Exxon Neftegas to Refurbish the Orlan Platform
Exxon Neftegas Limited, operator for the Sakhalin-1 Consortium, announced that the Orlan platform refurbishment contract has been awarded to Amur Shipbuilding Plant (ASP), a Russian company based in Komsomol'sk-na-Amur in the Russian Far East. The value of the fixed price contract is around $US140 million, with the scope of work including engineering, procurement, construction and platform installation activities. This contract is one of the largest of its type to be awarded to a Russian company, and adds to an already significant proportion of local content in the project. Since the Sakhalin-project began in 1996, the total value of contracts awarded to Russian contractors and suppliers is estimated to total more than $US530 million. Founded in the 1930s, ASP has manufactured hundreds of vessels for commercial and military applications. The company recently expanded its business focus to take advantage of potential oil and gas developments in the region, and has experience fabricating platform foundations and topside modules for other projects in the Russian Far East.

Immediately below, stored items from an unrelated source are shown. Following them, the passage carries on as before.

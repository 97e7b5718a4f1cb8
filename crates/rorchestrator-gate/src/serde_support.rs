// rorchestrator-gate/src/serde_support.rs
// ============================================================================
// Module: Gate JSON Support
// Description: Strict JSON encoding and decoding for gate trees.
// Purpose: Parse single-discriminant gate objects with structured errors.
// Dependencies: serde_json, crate::gate
// ============================================================================

//! ## Overview
//! Gates travel inside config patches as JSON objects with exactly one
//! discriminant key (`experiment`, `rollout`, `requestAttr`, `selector`,
//! `all`, `any`, `not`). Parsing is strict: zero or multiple discriminants,
//! unknown fields, out-of-range values, empty composites, and over-deep
//! trees are all structured errors so patch validation can report precise
//! findings. Decoded trees always satisfy the [`Gate`] construction
//! invariants.

// ============================================================================
// SECTION: Imports
// ============================================================================

use std::fmt;

use serde_json::Map;
use serde_json::Value;
use serde_json::json;

use crate::gate::Gate;
use crate::gate::GateBuildError;
use crate::gate::MAX_GATE_DEPTH;
use crate::gate::RequestAttrField;

// ============================================================================
// SECTION: Parse Errors
// ============================================================================

/// Errors that can occur while decoding a gate from JSON.
#[derive(Debug, Clone, PartialEq, Eq)]
pub enum GateParseError {
    /// The value is not an object with exactly one known discriminant key.
    UnknownType {
        /// Keys found on the offending object, sorted.
        keys: Vec<String>,
    },
    /// A composite gate carried an empty child list.
    EmptyComposite {
        /// Composite kind label (`all` or `any`).
        kind: &'static str,
    },
    /// The gate tree exceeded [`MAX_GATE_DEPTH`].
    TooDeep {
        /// Depth at which the limit was crossed.
        depth: usize,
    },
    /// A request-attribute gate named a field outside the allowed set.
    RequestFieldNotAllowed {
        /// Offending field name.
        field: String,
    },
    /// A field carried a value of the wrong shape or range.
    InvalidValue {
        /// Dotted field name relative to the gate object.
        field: String,
        /// Expected description for the field.
        expected: &'static str,
    },
}

impl fmt::Display for GateParseError {
    fn fmt(&self, f: &mut fmt::Formatter<'_>) -> fmt::Result {
        match self {
            Self::UnknownType {
                keys,
            } => write!(f, "gate object must carry exactly one known type key, got {keys:?}"),
            Self::EmptyComposite {
                kind,
            } => write!(f, "composite gate '{kind}' requires at least one child"),
            Self::TooDeep {
                depth,
            } => write!(f, "gate tree depth {depth} exceeds maximum {MAX_GATE_DEPTH}"),
            Self::RequestFieldNotAllowed {
                field,
            } => write!(f, "request attribute field '{field}' is not allowed"),
            Self::InvalidValue {
                field,
                expected,
            } => write!(f, "invalid value for gate field '{field}': expected {expected}"),
        }
    }
}

impl std::error::Error for GateParseError {}

impl From<GateBuildError> for GateParseError {
    fn from(err: GateBuildError) -> Self {
        match err {
            GateBuildError::EmptyComposite {
                kind,
            } => Self::EmptyComposite {
                kind,
            },
            GateBuildError::PercentOutOfRange {
                ..
            } => Self::InvalidValue {
                field: "rollout.percent".to_string(),
                expected: "integer in 0..=100",
            },
            GateBuildError::TooDeep {
                depth,
            } => Self::TooDeep {
                depth,
            },
        }
    }
}

// ============================================================================
// SECTION: Decoding
// ============================================================================

/// Decodes a gate tree from its JSON form.
///
/// # Errors
///
/// Returns [`GateParseError`] when the value violates the gate schema.
pub fn gate_from_json(value: &Value) -> Result<Gate, GateParseError> {
    let gate = parse_node(value, 1)?;
    gate.validate_depth()?;
    Ok(gate)
}

/// Decodes one gate node at the given depth.
fn parse_node(value: &Value, depth: usize) -> Result<Gate, GateParseError> {
    if depth > MAX_GATE_DEPTH {
        return Err(GateParseError::TooDeep {
            depth,
        });
    }

    let Value::Object(entries) = value else {
        return Err(GateParseError::UnknownType {
            keys: Vec::new(),
        });
    };
    if entries.len() != 1 {
        return Err(unknown_type(entries));
    }
    let Some((key, body)) = entries.iter().next() else {
        return Err(unknown_type(entries));
    };

    match key.as_str() {
        "experiment" => parse_experiment(body),
        "rollout" => parse_rollout(body),
        "requestAttr" => parse_request_attr(body),
        "selector" => parse_selector(body),
        "all" => parse_composite(body, depth, "all", Gate::all),
        "any" => parse_composite(body, depth, "any", Gate::any),
        "not" => Ok(Gate::negate(parse_node(body, depth + 1)?)),
        _ => Err(unknown_type(entries)),
    }
}

/// Builds the unknown-type error from an object's keys.
fn unknown_type(entries: &Map<String, Value>) -> GateParseError {
    let mut keys: Vec<String> = entries.keys().cloned().collect();
    keys.sort();
    GateParseError::UnknownType {
        keys,
    }
}

/// Decodes an experiment leaf body.
fn parse_experiment(body: &Value) -> Result<Gate, GateParseError> {
    let layer = required_str(body, "experiment.layer", "layer")?;
    let variants = required_str_list(body, "experiment.variants", "variants")?;
    Ok(Gate::experiment(layer, variants))
}

/// Decodes a rollout leaf body.
fn parse_rollout(body: &Value) -> Result<Gate, GateParseError> {
    let percent =
        body.get("percent").and_then(Value::as_u64).ok_or(GateParseError::InvalidValue {
            field: "rollout.percent".to_string(),
            expected: "integer in 0..=100",
        })?;
    let salt = required_str(body, "rollout.salt", "salt")?;
    Ok(Gate::rollout(percent, salt)?)
}

/// Decodes a request-attribute leaf body.
fn parse_request_attr(body: &Value) -> Result<Gate, GateParseError> {
    let field_name = required_str(body, "requestAttr.field", "field")?;
    let field = RequestAttrField::parse(&field_name).ok_or_else(|| {
        GateParseError::RequestFieldNotAllowed {
            field: field_name.clone(),
        }
    })?;
    let values = required_str_list(body, "requestAttr.values", "values")?;
    Ok(Gate::request_attr(field, values))
}

/// Decodes a selector leaf body.
fn parse_selector(body: &Value) -> Result<Gate, GateParseError> {
    let name = body.as_str().filter(|name| !name.is_empty()).ok_or_else(|| {
        GateParseError::InvalidValue {
            field: "selector".to_string(),
            expected: "non-empty string",
        }
    })?;
    Ok(Gate::selector(name))
}

/// Decodes a composite body into child gates and assembles the composite.
fn parse_composite(
    body: &Value,
    depth: usize,
    kind: &'static str,
    assemble: fn(Vec<Gate>) -> Result<Gate, GateBuildError>,
) -> Result<Gate, GateParseError> {
    let Value::Array(items) = body else {
        return Err(GateParseError::InvalidValue {
            field: kind.to_string(),
            expected: "array of gate objects",
        });
    };
    if items.is_empty() {
        return Err(GateParseError::EmptyComposite {
            kind,
        });
    }
    let mut children = Vec::with_capacity(items.len());
    for item in items {
        children.push(parse_node(item, depth + 1)?);
    }
    Ok(assemble(children)?)
}

/// Reads a required non-empty string field from a leaf body.
fn required_str(body: &Value, path: &str, field: &str) -> Result<String, GateParseError> {
    body.get(field)
        .and_then(Value::as_str)
        .filter(|value| !value.is_empty())
        .map(str::to_string)
        .ok_or_else(|| GateParseError::InvalidValue {
            field: path.to_string(),
            expected: "non-empty string",
        })
}

/// Reads a required string-array field from a leaf body.
fn required_str_list(body: &Value, path: &str, field: &str) -> Result<Vec<String>, GateParseError> {
    let Some(Value::Array(items)) = body.get(field) else {
        return Err(GateParseError::InvalidValue {
            field: path.to_string(),
            expected: "array of strings",
        });
    };
    let mut values = Vec::with_capacity(items.len());
    for item in items {
        let Some(value) = item.as_str() else {
            return Err(GateParseError::InvalidValue {
                field: path.to_string(),
                expected: "array of strings",
            });
        };
        values.push(value.to_string());
    }
    Ok(values)
}

// ============================================================================
// SECTION: Encoding
// ============================================================================

/// Encodes a gate tree into its JSON form.
#[must_use]
pub fn gate_to_json(gate: &Gate) -> Value {
    match gate {
        Gate::Experiment {
            layer,
            variants,
        } => json!({ "experiment": { "layer": layer, "variants": variants } }),
        Gate::Rollout {
            percent,
            salt,
        } => json!({ "rollout": { "percent": percent, "salt": salt } }),
        Gate::RequestAttr {
            field,
            values,
        } => json!({ "requestAttr": { "field": field.as_str(), "values": values } }),
        Gate::Selector(name) => json!({ "selector": name }),
        Gate::All(children) => {
            json!({ "all": children.iter().map(|child| gate_to_json(child)).collect::<Vec<_>>() })
        }
        Gate::Any(children) => {
            json!({ "any": children.iter().map(|child| gate_to_json(child)).collect::<Vec<_>>() })
        }
        Gate::Not(child) => json!({ "not": gate_to_json(child) }),
    }
}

Work is expected to begin on modifying the Orlan in June 2002, with platform installation scheduled for 2004. The Orlan will be used for drilling on the Chayvo field, one of three Sakhalin-1 fields located approximately 11 kilometers (7 miles) off the east coast of Sakhalin Island.
The Orlan is a gravity-based structure and will be set in around 14 meters (45 feet) of water. The platform consists of four basic components: a steel mud base, a concrete mid section, and two steel deck sections which will support a new world-class drilling rig, platform facilities and accommodation quarters. In 2001, the platform was towed from Alaska to the Russian port of Sov Gavan. The platform, now known as "Orlan," was named after a white-shouldered sea eagle, which symbolizes strength, boldness and speed and is indigenous to the Sakhalin Island. The platform was first used in 1984 by ExxonMobil in the Beaufort Sea off Alaska's North Slope, and has proven that it is engineered to operate year-round in difficult Arctic conditions.

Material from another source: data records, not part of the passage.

// rorchestrator-core/src/core/identifiers.rs
// ============================================================================
// Module: Flow Identifiers
// Description: Canonical opaque identifiers for flows, stages, and modules.
// Purpose: Provide strongly typed, serializable IDs with stable string forms.
// Dependencies: serde
// ============================================================================

//! ## Overview
//! This module defines the canonical string-based identifiers used throughout
//! the orchestrator. Identifiers are opaque and serialize as strings.
//! Validation is handled at blueprint or patch boundaries rather than within
//! these simple wrappers.

// ============================================================================
// SECTION: Imports
// ============================================================================

use std::fmt;

use serde::Deserialize;
use serde::Serialize;

// ============================================================================
// SECTION: Identifier Macro
// ============================================================================

/// Declares a string-backed identifier newtype with the shared surface.
macro_rules! string_identifier {
    ($(#[$doc:meta])* $name:ident) => {
        $(#[$doc])*
        #[derive(Debug, Clone, PartialEq, Eq, PartialOrd, Ord, Hash, Serialize, Deserialize)]
        #[serde(transparent)]
        pub struct $name(String);

        impl $name {
            /// Creates a new identifier.
            #[must_use]
            pub fn new(id: impl Into<String>) -> Self {
                Self(id.into())
            }

            /// Returns the identifier as a string slice.
            #[must_use]
            pub fn as_str(&self) -> &str {
                &self.0
            }

            /// Returns true when the identifier is empty.
            #[must_use]
            pub fn is_empty(&self) -> bool {
                self.0.is_empty()
            }
        }

        impl fmt::Display for $name {
            fn fmt(&self, f: &mut fmt::Formatter<'_>) -> fmt::Result {
                self.0.fmt(f)
            }
        }

        impl From<&str> for $name {
            fn from(value: &str) -> Self {
                Self::new(value)
            }
        }

        impl From<String> for $name {
            fn from(value: String) -> Self {
                Self::new(value)
            }
        }
    };
}

// ============================================================================
// SECTION: Identifier Types
// ============================================================================

string_identifier! {
    /// Name of a flow, unique within a registry.
    FlowName
}

string_identifier! {
    /// Name of a stage within a flow.
    StageName
}

string_identifier! {
    /// Name of a blueprint node, unique within a flow.
    NodeName
}

string_identifier! {
    /// Identifier of a configured module instance, unique within a stage.
    ModuleId
}

string_identifier! {
    /// Module type string resolved through the module catalog.
    ModuleTypeId
}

According to Neil Duffin, President of ENL, awarding this major contract to a Russian company is tangible proof of the Consortium's commitment to maximizing the Russian content of the Sakhalin-1 project. "We are pleased this contract has been awarded to a Russian company that is well qualified for this type of work. We will continue to seek Russian expertise, and integrate our collective skills and experience to address the many challenges involved in this project."
The Sakhalin I project, the largest foreign direct investment project in Russia, has recoverable resources of approximately 2.3 billion barrels of oil and 17 trillion cubic feet of gas. The Sakhalin I Consortium plans to develop the project in four phases. The first phase, with development costs of around $US4 billion, will focus on planned oil production, with limited gas supplies available to help meet the Russian domestic demand. First oil production from the Chayvo field is scheduled to commence at the end of 2005, and reach a daily plateau rate of around 250,000 barrels. Gas market development and sales remain a high priority for the project and discussions with potential export customers continue, along with a framework for developing commercial gas sales to Russian domestic purchasers.
In addition to ENL (30 % interest, operator), the Sakhalin I consortium members are the Japanese company Sakhalin Oil and Gas Development Co., Ltd. (30 %), Indian company ONGC Videsh Ltd. (20 %) and two Russian companies, Sakhalinmorneftegas-Shelf (11.5 %) and RN-Astra (8.5 %).